- [Required work] Once you find the line with "return Ok(None);" in the entries below, return exactly every line from it through the line with "it to absent.".

Saved data entries
******************************

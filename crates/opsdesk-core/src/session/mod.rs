pub mod memory_store;
pub mod store;

#[cfg(feature = "file-backend")]
pub mod file_store;

use serde::{Deserialize, Serialize};
use tracing::warn;

use crate::error::SessionError;

use store::StorageBackend;

/// Storage key the single session record is persisted under.
pub const SESSION_KEY: &str = "session";

/// Credential payload handed over by the login collaborator.
///
/// Field names follow the provider's wire format; the store renames them
/// onto the internal record shape on ingestion.
#[derive(Debug, Clone, Deserialize)]
pub struct LoginPayload {
    pub access_token: String,
    pub token_type: String,
    pub id: i64,
    pub username: String,
    pub first_name: String,
    pub last_name: String,
    pub gender: String,
    pub mail: String,
    #[serde(default)]
    pub admin_role: Option<String>,
    #[serde(default)]
    pub admin_status: Option<String>,
}

/// The persisted session record: the single authoritative representation
/// of the logged-in admin.
#[derive(Debug, Clone, PartialEq, Serialize, Deserialize)]
#[serde(rename_all = "camelCase")]
pub struct SessionRecord {
    pub access_token: String,
    pub token_type: String,
    pub user: SessionUser,
    /// When the record was written. Records from older versions may lack it.
    #[serde(default, skip_serializing_if = "Option::is_none")]
    pub stored_at: Option<String>,
}

/// User fields carried by a session record.
///
/// `role` and `status` are optional: a freshly stored session may not yet
/// carry the authorization metadata assigned by a later provisioning step.
#[derive(Debug, Clone, PartialEq, Serialize, Deserialize)]
#[serde(rename_all = "camelCase")]
pub struct SessionUser {
    pub id: i64,
    pub username: String,
    pub first_name: String,
    pub last_name: String,
    pub gender: String,
    pub mail: String,
    #[serde(default, skip_serializing_if = "Option::is_none")]
    pub role: Option<String>,
    #[serde(default, skip_serializing_if = "Option::is_none")]
    pub status: Option<String>,
}

/// Partial update applied to the `user` sub-object of the stored record.
///
/// `Some` replaces the field, `None` leaves it untouched. The user id is
/// the record's identity and cannot be patched.
#[derive(Debug, Clone, Default, Deserialize)]
#[serde(rename_all = "camelCase", default)]
pub struct UserPatch {
    pub username: Option<String>,
    pub first_name: Option<String>,
    pub last_name: Option<String>,
    pub gender: Option<String>,
    pub mail: Option<String>,
    pub role: Option<String>,
    pub status: Option<String>,
}

impl UserPatch {
    fn apply_to(self, user: &mut SessionUser) {
        if let Some(v) = self.username {
            user.username = v;
        }
        if let Some(v) = self.first_name {
            user.first_name = v;
        }
        if let Some(v) = self.last_name {
            user.last_name = v;
        }
        if let Some(v) = self.gender {
            user.gender = v;
        }
        if let Some(v) = self.mail {
            user.mail = v;
        }
        if let Some(v) = self.role {
            user.role = Some(v);
        }
        if let Some(v) = self.status {
            user.status = Some(v);
        }
    }
}

impl SessionRecord {
    fn from_payload(payload: LoginPayload) -> Self {
        Self {
            access_token: payload.access_token,
            token_type: payload.token_type,
            user: SessionUser {
                id: payload.id,
                username: payload.username,
                first_name: payload.first_name,
                last_name: payload.last_name,
                gender: payload.gender,
                mail: payload.mail,
                role: payload.admin_role,
                status: payload.admin_status,
            },
            stored_at: Some(chrono::Utc::now().to_rfc3339()),
        }
    }
}

/// Durable persistence of exactly one session record under a fixed key.
///
/// Built around an injected storage backend so callers choose the
/// persistence medium.
pub struct SessionStore {
    backend: Box<dyn StorageBackend>,
}

impl SessionStore {
    pub fn new(backend: Box<dyn StorageBackend>) -> Self {
        Self { backend }
    }

    /// Persist `payload` as the current session record, overwriting any
    /// previous record. Write failures of the storage medium propagate;
    /// there is no local recovery for them.
    pub fn store(&self, payload: LoginPayload) -> Result<SessionRecord, SessionError> {
        let record = SessionRecord::from_payload(payload);
        self.write(&record)?;
        Ok(record)
    }

    /// Read the current session record.
    ///
    /// Absent and undecodable data both yield `None`: a corrupted record
    /// must read as "no session", never crash the reader.
    pub fn get(&self) -> Option<SessionRecord> {
        let raw = self.backend.read(SESSION_KEY)?;
        match decode(&raw) {
            Ok(record) => Some(record),
            Err(e) => {
                warn!("Discarding unreadable session record: {}", e);
                None
            }
        }
    }

    /// Shallow-merge `patch` into the stored record's `user` fields,
    /// leaving the credential fields untouched.
    ///
    /// Returns `Ok(None)` when no record exists; there is nothing to patch.
    pub fn update_user(&self, patch: UserPatch) -> Result<Option<SessionRecord>, SessionError> {
        let Some(mut record) = self.get() else {
            return Ok(None);
        };
        patch.apply_to(&mut record.user);
        self.write(&record)?;
        Ok(Some(record))
    }

    /// Remove the stored record. Clearing an empty store is a no-op.
    pub fn clear(&self) {
        self.backend.remove(SESSION_KEY);
    }

    fn write(&self, record: &SessionRecord) -> Result<(), SessionError> {
        let json = serde_json::to_string(record).map_err(SessionError::Serialize)?;
        self.backend.write(SESSION_KEY, &json)
    }
}

/// Decode a raw storage value into a session record.
///
/// The failure is explicit here; `get` collapses it to absent.
fn decode(raw: &str) -> Result<SessionRecord, SessionError> {
    serde_json::from_str(raw).map_err(SessionError::Decode)
}
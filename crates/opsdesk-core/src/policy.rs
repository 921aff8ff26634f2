use crate::session::{SessionRecord, SessionStore};

/// Status value a stored session must carry to count as active.
pub const STATUS_ACTIVE: &str = "active";

/// Whether a stored session may be used to act as an admin.
///
/// True iff the record is present, its access token is non-empty, a role
/// has been assigned and the status is exactly `"active"`. A record can sit
/// in storage without satisfying this (mid-provisioning), which is why
/// "stored" and "active" are separate notions.
pub fn is_active(record: Option<&SessionRecord>) -> bool {
    let Some(record) = record else {
        return false;
    };
    !record.access_token.is_empty()
        && record.user.role.as_deref().is_some_and(|role| !role.is_empty())
        && record.user.status.as_deref() == Some(STATUS_ACTIVE)
}

/// Read the stored session, returning it only if it is active.
///
/// The only accessor authorization decisions should go through; display
/// code reads the store directly instead.
pub fn get_active(store: &SessionStore) -> Option<SessionRecord> {
    store.get().filter(|record| is_active(Some(record)))
}

#[cfg(test)]
mod tests {
    use super::*;
    use crate::session::memory_store::MemoryStorage;
    use crate::session::{LoginPayload, SessionUser};

    fn record(token: &str, role: Option<&str>, status: Option<&str>) -> SessionRecord {
        SessionRecord {
            access_token: token.to_string(),
            token_type: "Bearer".to_string(),
            user: SessionUser {
                id: 1,
                username: "admin7".to_string(),
                first_name: String::new(),
                last_name: String::new(),
                gender: String::new(),
                mail: String::new(),
                role: role.map(str::to_string),
                status: status.map(str::to_string),
            },
            stored_at: None,
        }
    }

    #[test]
    fn test_active_requires_all_conditions() {
        let all_true = record("tok", Some("admin"), Some("active"));
        assert!(is_active(Some(&all_true)));

        // Flipping any single condition yields false.
        assert!(!is_active(Some(&record("", Some("admin"), Some("active")))));
        assert!(!is_active(Some(&record("tok", None, Some("active")))));
        assert!(!is_active(Some(&record("tok", Some("admin"), Some("pending")))));

        assert!(!is_active(Some(&record("", None, None))));
        assert!(!is_active(None));
    }

    #[test]
    fn test_empty_role_is_not_a_role() {
        assert!(!is_active(Some(&record("tok", Some(""), Some("active")))));
    }

    #[test]
    fn test_missing_status_is_not_active() {
        assert!(!is_active(Some(&record("tok", Some("admin"), None))));
    }

    #[test]
    fn test_get_active_filters_inactive_sessions() {
        let store = SessionStore::new(Box::new(MemoryStorage::new()));
        assert!(get_active(&store).is_none());

        // Stored but not yet provisioned: visible to get(), not get_active().
        store
            .store(LoginPayload {
                access_token: "tok".to_string(),
                token_type: "Bearer".to_string(),
                id: 1,
                username: "admin7".to_string(),
                first_name: String::new(),
                last_name: String::new(),
                gender: String::new(),
                mail: String::new(),
                admin_role: None,
                admin_status: None,
            })
            .unwrap();
        assert!(store.get().is_some());
        assert!(get_active(&store).is_none());

        // Provisioning assigns role and status; the session becomes active.
        store
            .update_user(crate::session::UserPatch {
                role: Some("admin".to_string()),
                status: Some("active".to_string()),
                ..Default::default()
            })
            .unwrap();
        assert!(get_active(&store).is_some());
    }
}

******************************

- [Response area]
            return Ok(None);
        };
        patch.apply_to(&mut record.user);
        self.write(&record)?;
        Ok(Some(record))
    }

    /// Remove the stored record. Clearing an empty store is a no-op.
    pub fn clear(&self) {
        self.backend.remove(SESSION_KEY);
    }

    fn write(&self, record: &SessionRecord) -> Result<(), SessionError> {
        let json = serde_json::to_string(record).map_err(SessionError::Serialize)?;
        self.backend.write(SESSION_KEY, &json)
    }
}

/// Decode a raw storage value into a session record.
///
/// The failure is explicit here; `get` collapses it to absent.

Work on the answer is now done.